The ABIB

The ABIB

Thursday, October 24, 2013

Cialis: It's A Right Now Kinda Thang

Cialis is a prescription drug for erectile dysfunction. So, when old dudes can’t get their dick up they can take Cialis and bang until it falls off. There have been reports of erections lasting four hours or longer, so I’m guessing that some of them wish their dick actually would fall off. A commercial I just saw for Cialis offered us three different scenarios edited together as kind of a montage:

Scenario One: A man and a woman wearing T-shirts that say “Football” are sitting next to each other on the couch watching…presumably…football? The lady is all excited and jumps up off the couch when her team does something cheer-worthy. I’m guessing we’re shown that detail to prove that she’s, well, excitable. Back to them in a minute.

Scenario Two: A man and a woman are cleaning the clutter from their attic. I know, I know, who DOESN’T get a boner cleaning the attic? Well they’re sorting through a box of records and come across some old album that seems to bring back memories for both of them. Not sure if they’re great ones because the dude keeps shaking his head with an ironic smile on his face while he turns the album over and over and over. Who can read that fast? The look on his face seems to say: “Oh hell, yeah, I remember this record…I was wasted and you? You were passed out. I think it was the first time we screwed.” Back to them in a minute

Scenario Three: A man and a woman are outside appearing to refinish an old wooden crate. Um, why? Suddenly the dude, apropos of nothing, as they appear to not even be speaking to one another, begins to look at the woman with, frankly, a skeevy kind of stare. Unperturbed by this the woman, just as suddenly, returns his gaze, although she offers him a kind of blank smile, like she’s used to this from him. Back to them in a minute.
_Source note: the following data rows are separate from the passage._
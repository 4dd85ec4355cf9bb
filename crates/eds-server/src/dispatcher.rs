//! Turns request slot writes into editor actions.

use crate::affinity::{find_target, find_untitled, wants_new_window};
use crate::channel::{Channel, ChannelError};
use crate::presence::PresenceAdvertiser;
use crate::registry::{
    DocumentId, DocumentRegistry, MacroEngine, NewDocumentRequest, OpenRequest, DO_MACRO_ORIGIN,
};
use eds_core::channel_ipc::{SlotChange, SlotEvent};
use eds_core::paths::{parse_filename, path_from_bytes};
use eds_core::request::{DecodeError, RecordDecoder};
use eds_core::{RequestRecord, ServerIdentity, SlotKind, SlotName, TabPlacement};
use std::borrow::Cow;
use std::collections::HashMap;
use std::path::{Path, PathBuf};
use std::sync::Arc;
use tracing::{debug, error, info, warn};

/// Outcome of one drained request.
#[derive(Debug, Clone, Default, PartialEq, Eq)]
pub struct BatchReport {
    pub applied: usize,
    pub parse_error: Option<DecodeError>,
    pub raised: Option<DocumentId>,
}

#[derive(Debug, Clone, Copy)]
struct LastTouched {
    doc: DocumentId,
    iconic: bool,
}

pub struct Dispatcher<R, M> {
    identity: ServerIdentity,
    channel: Arc<dyn Channel>,
    registry: R,
    macros: M,
    presence: PresenceAdvertiser,
    closed_slots: HashMap<DocumentId, SlotName>,
    cwd: PathBuf,
}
Bing, Bang, Boom! The Cialis kicks in and look out ladies; you all about to get SERVED a juicy dose of erectile dysfunction-fueled lovin’!
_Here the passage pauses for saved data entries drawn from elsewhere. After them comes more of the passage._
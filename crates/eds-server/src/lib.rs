pub mod affinity;
pub mod channel;
#[cfg(unix)]
pub mod channel_host;
pub mod dispatcher;
pub mod presence;
pub mod registry;
pub mod server;
pub mod workspace;

pub use channel::{Channel, ChannelError, MemoryChannel};
pub use dispatcher::{BatchReport, Dispatcher};
pub use registry::{DesktopId, DocumentId, DocumentRegistry, MacroEngine, WindowId};
pub use server::{run, run_with, ServerConfig};
pub use workspace::{LoggingMacroEngine, Workspace, WorkspaceEvent};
The cheering football lady presents her couch potato with a tray of food that would serve seven but it don’t matter because he gives her a look and who needs football, let’s fuck!

The attic cleaners put the old album on the old turntable and begin to dance. Who needs to clean this filthy craphole; let’s fuck!

The wooden crate-refinishing-duo finally toss those damn brushes and get it on instead. I guess that creepy stalker smile worked after all. Who needs to refinish this splinter-ridden piece of shit; let’s fuck!

So there you have it. Cialis kicks in and life takes a back seat because, well, those Cialis-infused dudes NEED TO FUCK RIGHT NOW! And why not some truth in advertising, Cialis hucksters? Why not show the poor sap four hours later crying in the emergency room because his dick won’t go down? As the commercial ends we see the Cialis emblem, which is a silhouette of a couple, each in their own, "it will only fit one person" bathtubs situated side-by-side, holding hands across the small distance that separates them. Um, what’s up with the skinny bathtubs? Doesn’t that kind of defeat the whole purpose of Cialis in the first place? Maybe there should be a warning on the package? MEN: DO NOT TAKE CIALIS IF YOU’RE GOING TO BE IN A SITUATION THAT WILL PREVENT YOU FROM FUCKING WITHIN 20 MINUTES! So to that dude in the bathtub: until you can relocate to a more fuckable location, DO NOT TAKE YOUR CIALIS, MAN; it’s gonna be hard to get it on in the little, tiny bathtub. Furthermore, woe be to you guys with a four hour boner; dude, that little bathtub has a little drain. You could get stuck and then where will you be? In William Howard Taft-ville that’s where. And with an image like that in your lady friend’s head…well, ain’t enough Cialis in the world gonna fix that my man.